If you are using Docker this particular article is not for you, I will be doing another post which will show how you use different containers inside Docker with Travis CI.

I am going to assume we are directly upgrading the MySQL and running the tests.
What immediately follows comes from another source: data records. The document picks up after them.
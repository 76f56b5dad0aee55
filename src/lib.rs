/// cmwater_report: weekly rain, water and drought situation report for the
/// Chiang Mai water network.
///
/// # Module structure
///
/// ```text
/// cmwater_report
/// ├── model       - shared data types (Reading, records, entries, error enums)
/// ├── targets     - fixed, ordered target slots (reservoirs, dams, stations, basins)
/// ├── config      - report.toml loader with compile-time defaults
/// ├── ingest
/// │   ├── cmwater - reservoir / dam / water-station API clients (fail soft)
/// │   ├── mock    - rainfall / soil-moisture / SPEI fixture loaders (fail soft)
/// │   └── fixtures (test only) - representative API and fixture payloads
/// ├── analysis
/// │   ├── reconcile - aligns fetched records to target slots
/// │   └── series    - basin selection + weekly aggregates
/// ├── palette     - value/label → color and icon cascades
/// ├── report      - load cycle, immutable snapshots, basin selection
/// ├── render      - fixed-layout HTML report page
/// ├── export      - PNG / JPG / PDF export of the composed report
/// └── endpoint    - HTTP surface (page, JSON, export downloads, assets)
/// ```

/// Public modules
pub mod analysis;
pub mod config;
pub mod endpoint;
pub mod export;
pub mod ingest;
pub mod model;
pub mod palette;
pub mod render;
pub mod report;
pub mod targets;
Step 1 - Upgrade to MySQL 8.0.X

wget https://repo.mysql.com//mysql-apt-config_0.8.10-1_all.deb
sudo dpkg -i mysql-apt-config_0.8.10-1_all.deb
sudo apt-get update -q
sudo apt-get install -q -y --allow-unauthenticated -o Dpkg::Options::=--force-confnew mysql-server

Step 2 - Restart the SQL Server

sudo systemctl restart mysql

Step 3 - Complete the upgrade

sudo mysql_upgrade

Step 4 - Verify the installed version

mysql --version

Sample Travis yml file

dist: xenial

sudo: true

language: php

services:
  - mysql

php:
  - "7.2"

before_script:
  - wget https://repo.mysql.com//mysql-apt-config_0.8.10-1_all.deb
  - sudo dpkg -i mysql-apt-config_0.8.10-1_all.deb
  - sudo apt-get update -q
  - sudo apt-get install -q -y --allow-unauthenticated -o Dpkg::Options::=--force-confnew mysql-server
  - sudo systemctl restart mysql
  - sudo mysql_upgrade
  - mysql --version  

script:
  - ./vendor/bin/phpunit

Conclusion

Upgrading MySQL using this technique works as expected if you are not using Docker.

It is a good practice to test your code before upgrading the SQL version on your production instance.